Effets néfastes sur les buveurs et la société
Dans ce rapport, les chiffres sont alarmants. En Australie, par exemple, le nombre de jeunes filles de 18 à 24 ans admises à l’hôpital à cause de l’alcool a doublé entre 1996 et 2006. Aux États-Unis, les hospitalisations pour coma éthylique chez les 18-24 ans ont progressé de 25 % entre 1999 et 2008.En moyenne, dans tous les pays de l’OCDE, la proportion de garçons de 15 ans qui n’ont jamais bu d’alcool est passée de 44 % en 2001-2002 à 30 % en 2009-2010. À l’inverse, la proportion de ceux qui, à 15 ans, ont déjà été ivres au moins une fois, est passée de 30 % à 43 % au cours de la même période.
Ces évolutions sont particulièrement inquiétantes, renseigne le rapport, car les méfaits généralement associés à la consommation excessive d’alcool chez les jeunes n’ont pas seulement des effets néfastes sur les buveurs eux-mêmes, mais touchent souvent la société, c’est-à-dire d’autres personnes, par exemple en cas d’accidents de la circulation, actes des violences ou enfants nés avec des troubles causés par l’alcoolisation fœtale.
En outre, les personnes qui consomment de l’alcool à un jeune âge ont un risque plus élevé de souffrir de maladies aiguës et chroniques. «Notre préoccupation majeure est la consommation d’alcool chez les jeunes» a déclaré Stefano Scarpetta, directeur pour l’emploi, les politiques sociales et la santé à l’OCDE.
Le rapport indique que ce phénomène est favorisé par trois facteurs.

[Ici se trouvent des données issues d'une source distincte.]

/// Probes `path`'s video keyframe timestamps via `ffprobe`-style CSV packet
/// output (`packet=pts_time,flags`), for chapter snapping. Lines whose flags
/// column doesn't contain `K` (key frame) are ignored; malformed lines are
/// skipped rather than failing the whole probe.
pub fn probe_keyframes_ns(
    keyframe_probe_tool: &str,
    path: &Path,
    logger: &JobLogger,
    cancel: &CancelToken,
) -> Result<Vec<u64>, PipelineError> {
    let path_str = path
        .to_str()
        .ok_or_else(|| PipelineError::InvalidInput(format!("non-UTF8 path: {}", path.display())))?;

    let args = [
        "-v",
        "error",
        "-select_streams",
        "v:0",
        "-show_entries",
        "packet=pts_time,flags",
        "-of",
        "csv=print_section=0",
        path_str,
    ];
    let (_, stdout) = command_runner::run_capturing_stdout(keyframe_probe_tool, &args, logger, cancel, None)?;
    Ok(parse_keyframe_csv(&stdout))
}

fn parse_keyframe_csv(csv: &str) -> Vec<u64> {
    let mut keyframes = Vec::new();
    for line in csv.lines() {
        let mut parts = line.splitn(2, ',');
        let (Some(pts_field), Some(flags_field)) = (parts.next(), parts.next()) else { continue };
        if !flags_field.contains('K') {
            continue;
        }
        if let Ok(pts_s) = pts_field.parse::<f64>() {
            keyframes.push((pts_s * 1_000_000_000.0).round() as u64);
        }
    }
    keyframes.sort_unstable();
    keyframes
}

#[cfg(test)]
mod tests {
    use super::*;

    fn sample_xml() -> String {
        "<?xml version=\"1.0\" encoding=\"UTF-8\"?>\n<Chapters><EditionEntry>\
         <ChapterAtom><ChapterTimeStart>00:00:01.000000000</ChapterTimeStart>\
         <ChapterDisplay><ChapterString>Intro</ChapterString><ChapterLanguage>eng</ChapterLanguage></ChapterDisplay>\
         </ChapterAtom>\
         <ChapterAtom><ChapterTimeStart>00:00:05.500000000</ChapterTimeStart>\
         <ChapterDisplay><ChapterString>Part 2</ChapterString><ChapterLanguage>eng</ChapterLanguage></ChapterDisplay>\
         </ChapterAtom>\
         </EditionEntry></Chapters>"
            .to_string()
    }

    #[test]
    fn parses_two_chapters_in_order() {
        let data = parse_chapters_xml(&sample_xml()).unwrap();
        assert_eq!(data.chapters.len(), 2);
        assert_eq!(data.chapters[0].start_ns, 1_000_000_000);
        assert_eq!(data.chapters[0].primary_name(), Some("Intro"));
        assert_eq!(data.chapters[1].start_ns, 5_500_000_000);
    }

    #[test]
    fn parses_multiple_display_names_per_chapter() {
        let xml = "<?xml version=\"1.0\" encoding=\"UTF-8\"?>\n<Chapters><EditionEntry>\
             <ChapterAtom><ChapterTimeStart>00:00:01.000000000</ChapterTimeStart>\
             <ChapterDisplay><ChapterString>Intro</ChapterString><ChapterLanguage>eng</ChapterLanguage></ChapterDisplay>\
             <ChapterDisplay><ChapterString>\u{5c0f}\u{6771}</ChapterString><ChapterLanguage>jpn</ChapterLanguage></ChapterDisplay>\
             </ChapterAtom></EditionEntry></Chapters>";
        let data = parse_chapters_xml(xml).unwrap();
        assert_eq!(data.chapters[0].names.len(), 2);
        assert_eq!(data.chapters[0].names[1].0, "jpn");
    }

    #[test]
    fn round_trips_through_write_and_parse() {
        let data = parse_chapters_xml(&sample_xml()).unwrap();
        let xml = write_chapters_xml(&data).unwrap();
        let reparsed = parse_chapters_xml(&xml).unwrap();
        assert_eq!(data, reparsed);
    }

    #[test]
    fn shift_clamps_to_zero() {
        let mut data = parse_chapters_xml(&sample_xml()).unwrap();
        shift_chapters(&mut data, -2000);
        assert_eq!(data.chapters[0].start_ns, 0);
        assert_eq!(data.chapters[1].start_ns, 3_500_000_000);
    }

    fn entry(start_ns: u64) -> ChapterEntry {
        ChapterEntry { start_ns, end_ns: None, names: vec![] }
    }

    #[test]
    fn dedup_drops_chapters_within_threshold() {
        let mut data = ChapterData { chapters: vec![entry(0), entry(50_000_000), entry(5_000_000_000)] };
        dedup_chapters(&mut data, 100);
        assert_eq!(data.chapters.len(), 2);
        assert_eq!(data.chapters[1].start_ns, 5_000_000_000);
    }

    #[test]
    fn snap_off_is_noop() {
        let mut data = parse_chapters_xml(&sample_xml()).unwrap();
        let original = data.clone();
        snap_chapters(&mut data, &[2_000_000_000], SnapMode::Off, 250.0);
        assert_eq!(data, original);
    }

    #[test]
    fn snap_nearest_moves_within_threshold() {
        let mut data = ChapterData { chapters: vec![entry(2_100_000_000)] };
        snap_chapters(&mut data, &[2_000_000_000], SnapMode::Nearest, 250.0);
        assert_eq!(data.chapters[0].start_ns, 2_000_000_000);
    }

    #[test]
    fn snap_skips_beyond_threshold() {
        let mut data = ChapterData { chapters: vec![entry(2_900_000_000)] };
        snap_chapters(&mut data, &[2_000_000_000], SnapMode::Nearest, 250.0);
        assert_eq!(data.chapters[0].start_ns, 2_900_000_000);
    }

    #[test]
    fn normalize_sets_end_ns_from_next_chapter_start() {
        let mut data = ChapterData { chapters: vec![entry(0), entry(10_000_000_000)] };
        normalize_chapters(&mut data, 100);
        assert_eq!(data.chapters[0].end_ns, Some(10_000_000_000 - 1_000_000));
    }

    #[test]
    fn normalize_defaults_last_chapter_end_to_plus_one_second() {
        let mut data = ChapterData { chapters: vec![entry(0)] };
        normalize_chapters(&mut data, 100);
        assert_eq!(data.chapters[0].end_ns, Some(1_000_000_000));
    }

    #[test]
    fn normalize_caps_explicit_end_at_next_start_minus_1ms() {
        let mut data = ChapterData {
            chapters: vec![
                ChapterEntry { start_ns: 0, end_ns: Some(20_000_000_000), names: vec![] },
                entry(10_000_000_000),
            ],
        };
        normalize_chapters(&mut data, 100);
        assert_eq!(data.chapters[0].end_ns, Some(10_000_000_000 - 1_000_000));
    }

    #[test]
    fn rename_sequential_replaces_all_names() {
        let mut data = parse_chapters_xml(&sample_xml()).unwrap();
        rename_sequential(&mut data);
        assert_eq!(data.chapters[0].names, vec![("und".to_string(), "Chapter 01".to_string())]);
        assert_eq!(data.chapters[1].names, vec![("und".to_string(), "Chapter 02".to_string())]);
    }

    #[test]
    fn keyframe_csv_keeps_only_flagged_lines() {
        let csv = "1.000000,K__\n1.500000,___\n2.000000,K__\nbad,line\n";
        let keyframes = parse_keyframe_csv(csv);
        assert_eq!(keyframes, vec![1_000_000_000, 2_000_000_000]);
    }
}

D’abord, l’aspect financier car une partie du phénomène «binge drinking» tient au fait que les boissons alcoolisées sont devenues largement abordables à l’achat par les jeunes consommateurs.
Se greffe ensuite la dimension sociale dans la pratique de l’alcoolisme. Actuellement, la consommation excessive d’alcool «est devenue une forme de socialisation» chez les jeunes, une manière pour eux de se mêler aux autres, de s’intégrer à un groupe.
Investir lourdement dans la sensibilisation
En plus, les fêtes sont, aujourd’hui, automatiquement associées à la consommation d’alcool. Le rapport épingle, enfin, les agences publicitaires qui, en assurant la visibilité et la promotion des boissons, encouragent implicitement l’amplification du phénomène «binge drinking».
Cinquième cause de décès et de handicaps dans le monde, selon l’Organisation de coopération et de développement économiques, l’abus d’alcool tue un plus grand nombre d’individus que le virus du Sida, la violence et la tuberculose. Des analystes de l’OCDE ont démontré, simulation à l’appui, que certaines politiques de lutte contre l’alcoolisme peuvent réduire les taux de consommation excessive, régulière ou épisodique, et la dépendance à l’alcool de 5% à 10%».
L’analyse économique de l’OCDE, concentrée sur le Canada, la République tchèque et l’Allemagne, montre que les médecins de soins de santé primaires peuvent jouer un rôle important dans la lutte contre la consommation abusive, tandis que l’application par la police des réglementations existantes contre l’alcool au volant est essentielle pour réduire le nombre de victimes d’accidents de la route. L’Organisation préconise aussi d’augmenter les prix de 10 % et d’imposer un tarif minimum pour l’alcool bon marché.
Il convient, en outre, de réglementer les campagnes de publicité et d’investir lourdement dans la sensibilisation pour lutter contre la surconsommation d’alcool dont les pertes de productivité sont estimées à 1 % du PIB dans la plupart des pays. Cette option a été recommandée aux États membres parce que ce stratagème a déjà fait ses preuves au Canada, en République tchèque et en Allemagne, où le taux de personnes dépendantes à l’alcool a diminué de 5 à 10 %.